* _TRY IT_
What lines of the material below include the string "BoatServer"? Copy all of them.
***** INFORMATION SHOWN *****
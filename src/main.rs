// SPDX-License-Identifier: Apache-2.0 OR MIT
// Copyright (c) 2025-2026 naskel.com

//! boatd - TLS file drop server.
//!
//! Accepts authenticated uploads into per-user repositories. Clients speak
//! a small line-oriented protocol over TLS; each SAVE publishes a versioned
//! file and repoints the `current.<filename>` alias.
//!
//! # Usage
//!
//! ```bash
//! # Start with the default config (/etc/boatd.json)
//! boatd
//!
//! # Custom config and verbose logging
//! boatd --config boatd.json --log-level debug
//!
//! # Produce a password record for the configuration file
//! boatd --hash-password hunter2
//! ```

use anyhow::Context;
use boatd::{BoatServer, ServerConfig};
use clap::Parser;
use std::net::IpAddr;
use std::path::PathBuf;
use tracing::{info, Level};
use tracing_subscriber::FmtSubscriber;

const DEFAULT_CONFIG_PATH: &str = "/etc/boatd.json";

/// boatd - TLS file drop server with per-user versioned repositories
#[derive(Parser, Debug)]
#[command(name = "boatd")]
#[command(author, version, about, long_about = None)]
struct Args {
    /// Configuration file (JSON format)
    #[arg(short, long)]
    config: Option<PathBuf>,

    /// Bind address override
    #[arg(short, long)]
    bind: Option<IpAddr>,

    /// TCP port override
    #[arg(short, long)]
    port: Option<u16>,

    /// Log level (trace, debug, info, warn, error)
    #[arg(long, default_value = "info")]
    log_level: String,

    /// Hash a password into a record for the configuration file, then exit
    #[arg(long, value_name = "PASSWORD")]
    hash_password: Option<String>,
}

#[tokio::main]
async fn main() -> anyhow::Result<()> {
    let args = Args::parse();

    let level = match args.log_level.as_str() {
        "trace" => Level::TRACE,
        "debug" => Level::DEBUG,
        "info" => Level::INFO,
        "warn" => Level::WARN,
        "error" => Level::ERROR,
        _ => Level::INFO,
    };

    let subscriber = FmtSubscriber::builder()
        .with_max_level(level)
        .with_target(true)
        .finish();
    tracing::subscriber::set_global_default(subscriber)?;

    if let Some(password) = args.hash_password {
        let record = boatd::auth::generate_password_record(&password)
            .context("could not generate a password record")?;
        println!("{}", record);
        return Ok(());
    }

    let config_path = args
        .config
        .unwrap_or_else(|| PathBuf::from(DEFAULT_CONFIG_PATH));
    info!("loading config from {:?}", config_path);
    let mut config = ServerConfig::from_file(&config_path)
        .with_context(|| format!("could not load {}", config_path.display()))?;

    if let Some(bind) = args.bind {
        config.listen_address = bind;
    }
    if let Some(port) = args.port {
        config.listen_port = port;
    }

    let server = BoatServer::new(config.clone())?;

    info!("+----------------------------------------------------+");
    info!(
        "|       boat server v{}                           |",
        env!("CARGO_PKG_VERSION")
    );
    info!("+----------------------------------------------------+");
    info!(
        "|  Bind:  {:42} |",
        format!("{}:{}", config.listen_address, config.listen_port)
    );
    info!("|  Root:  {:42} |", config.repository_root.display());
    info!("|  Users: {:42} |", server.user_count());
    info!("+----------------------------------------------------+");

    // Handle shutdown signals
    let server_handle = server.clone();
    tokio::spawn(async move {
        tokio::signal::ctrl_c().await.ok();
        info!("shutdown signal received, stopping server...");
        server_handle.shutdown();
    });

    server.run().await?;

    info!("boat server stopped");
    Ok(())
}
*****
* _YOUR SOLUTION_
use boatd::{BoatServer, ServerConfig};
    let server = BoatServer::new(config.clone())?;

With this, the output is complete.